Simon Bluer is one of the most outstanding outdoor instructors in the UK, living out of his large big van with his dog 'Hunter', Simon is certainly knowledgable, experienced, and qualified enough to give those wanting to get in the outdoors a bit of advice. Fortunately for us, Simon also works For BXM Expeditions as a Senior Instructor.

1. Kit and Equipment - if you’re new to the outdoors you might be overwhelmed by the range of kit and equipment you ‘need’. Put simply, in the beginning you can get away with the basics; a cheap set of waterproofs and some boots for hillwalking. For many other things you’ll be surprised what you or your family have already got; sports clothes, jumpers, nan’s old kettle? 

2. Preparation - Leave it at home you do not need it! Many new to the outdoors can pack to excess ‘just in case’. You need to be as ruthless as you can to ensure you have only the essentials.

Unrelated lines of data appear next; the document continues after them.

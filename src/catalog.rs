use anyhow::{bail, Context};
use fuzzy_matcher::{skim::SkimMatcherV2, FuzzyMatcher};
use std::collections::HashSet;
use std::path::Path;

/// The three sub-scores a dish is reviewed on. Each value is expected to be
/// within [0, 5]; the catalog only enforces that they are finite numbers.
#[derive(Debug, Clone, Copy, serde::Serialize, serde::Deserialize)]
#[serde(rename_all = "camelCase")]
pub struct Ratings {
    pub taste: f64,
    pub texture: f64,
    pub bang_for_buck: f64,
}

#[derive(Debug, Clone, serde::Serialize, serde::Deserialize)]
#[serde(rename_all = "camelCase")]
pub struct Dish {
    pub id: u32,
    pub name: String,
    pub price: f64,
    pub ratings: Ratings,
    pub review_count: u32,
    /// URI of the display asset, not validated here
    pub image: String,
}

/// Read-only ordered collection of dishes. Built once at startup and never
/// mutated afterwards, so it can be shared freely across request handlers.
#[derive(Debug, Clone)]
pub struct Catalog {
    dishes: Vec<Dish>,
}

impl Catalog {
    /// Validates and wraps a list of dishes. Malformed records (duplicate id,
    /// empty name, non-finite sub-score) are rejected here so everything
    /// downstream can assume well-formed data.
    pub fn new(dishes: Vec<Dish>) -> anyhow::Result<Self> {
        let mut seen = HashSet::new();
        for dish in &dishes {
            if !seen.insert(dish.id) {
                bail!("duplicate dish id {} in catalog", dish.id);
            }
            if dish.name.is_empty() {
                bail!("dish {} has an empty name", dish.id);
            }
            let Ratings {
                taste,
                texture,
                bang_for_buck,
            } = dish.ratings;
            if !taste.is_finite() || !texture.is_finite() || !bang_for_buck.is_finite() {
                bail!("dish {} ({}) has a non-numeric sub-score", dish.id, dish.name);
            }
        }

        Ok(Self { dishes })
    }

    pub fn from_json_file(path: impl AsRef<Path>) -> anyhow::Result<Self> {
        let path = path.as_ref();
        let raw = std::fs::read_to_string(path)
            .with_context(|| format!("fail to read dish file {}", path.display()))?;
        let dishes: Vec<Dish> = serde_json::from_str(&raw)
            .with_context(|| format!("fail to parse dish file {}", path.display()))?;
        Self::new(dishes).with_context(|| format!("invalid dish data in {}", path.display()))
    }

    pub fn dishes(&self) -> &[Dish] {
        &self.dishes
    }

    pub fn len(&self) -> usize {
        self.dishes.len()
    }

    pub fn is_empty(&self) -> bool {
        self.dishes.is_empty()
    }

    pub fn get(&self, id: u32) -> Option<&Dish> {
        self.dishes.iter().find(|dish| dish.id == id)
    }

    /// The builtin demo dataset the dashboard ships with.
    pub fn sample() -> Self {
        let dish = |id, name: &str, price, taste, texture, bang_for_buck, review_count, image: &str| Dish {
            id,
            name: name.to_string(),
            price,
            ratings: Ratings {
                taste,
                texture,
                bang_for_buck,
            },
            review_count,
            image: format!("https://images.unsplash.com/{image}?w=400&h=300&fit=crop"),
        };

        Self {
            dishes: vec![
                dish(1, "Truffle Mushroom Risotto", 28.0, 4.8, 4.7, 4.2, 156, "photo-1476124369491-e7addf5db371"),
                dish(2, "Grilled Salmon", 32.0, 4.6, 4.8, 4.0, 203, "photo-1485921325833-c519f76c4927"),
                dish(3, "Margherita Pizza", 16.0, 4.9, 4.6, 4.9, 342, "photo-1574071318508-1cdbab80d002"),
                dish(4, "Caesar Salad", 12.0, 3.8, 3.5, 3.2, 128, "photo-1546793665-c74683f339c1"),
                dish(5, "Chocolate Lava Cake", 10.0, 4.7, 4.5, 4.3, 267, "photo-1624353365286-3f8d62daad51"),
                dish(6, "Beef Burger", 18.0, 4.4, 4.2, 4.5, 412, "photo-1568901346375-23c9450c58cd"),
                dish(7, "Tomato Soup", 8.0, 3.2, 2.9, 3.0, 89, "photo-1547592166-23ac45744acd"),
                dish(8, "Tiramisu", 12.0, 4.5, 4.6, 4.1, 198, "photo-1571877227200-a0d98ea607e9"),
                dish(9, "Fish Tacos", 14.0, 3.5, 3.3, 3.4, 145, "photo-1551504734-5ee1c4a1479b"),
                dish(10, "Lobster Bisque", 22.0, 4.6, 4.4, 3.8, 176, "photo-1547592166-23ac45744acd"),
                dish(11, "Garlic Bread", 6.0, 2.8, 2.5, 2.7, 94, "photo-1573140401552-388e3c0b4972"),
                dish(12, "Panna Cotta", 11.0, 4.3, 4.4, 4.0, 132, "photo-1488477181946-6428a0291777"),
            ],
        }
    }
}

/// Fuzzy match dishes by name, in catalog order.
pub fn search<'a>(catalog: &'a Catalog, pattern: &str) -> Vec<&'a Dish> {
    let matcher = SkimMatcherV2::default();
    catalog
        .dishes()
        .iter()
        .filter(|dish| matcher.fuzzy_match(&dish.name, pattern).is_some())
        .collect()
}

Spare batteries – great! Spare PJ’s – get out of town! 

3. Packing – No matter the size of you’re bag you will fill it! A day bag is just that and should be no bigger than thirty litres. If you’re going away for slightly longer then naturally you’ll need something bigger but don’t go over the top – I’ve wild camped for two weeks out of a forty litre rucksack! Make sure all your things are waterproofed. Dry bags are great for this but a roll of rubble sacks (thick durable bin bags) can be just as good at a fraction of the price. 

4. Weather – Check the forecast but be prepared with a back up plan. You need to be flexible and have multiple possible objectives should the weather become… British, our wild places will always be there. A low level walk on a wet day can be a great, safe alternative to more ambitious goals. It’s also a great opportunity to test your wet weather gear and gain confidence navigating in bad weather. 

5. First aid and navigation. –the great outdoors are not without risk. In fact for many the element of risk assessment and the lack of ‘bubble wrap’ associated with mainstream activities is a huge draw. Don’t forget basic first aid supplies and a map and compass if you’re walking. Of greater importance though is the knowledge of how to use them and how to call for help should you need it. There are huge online resources that cover these topics by leading authorities like the British mountaineering Council. Do not be over reliant on your phone!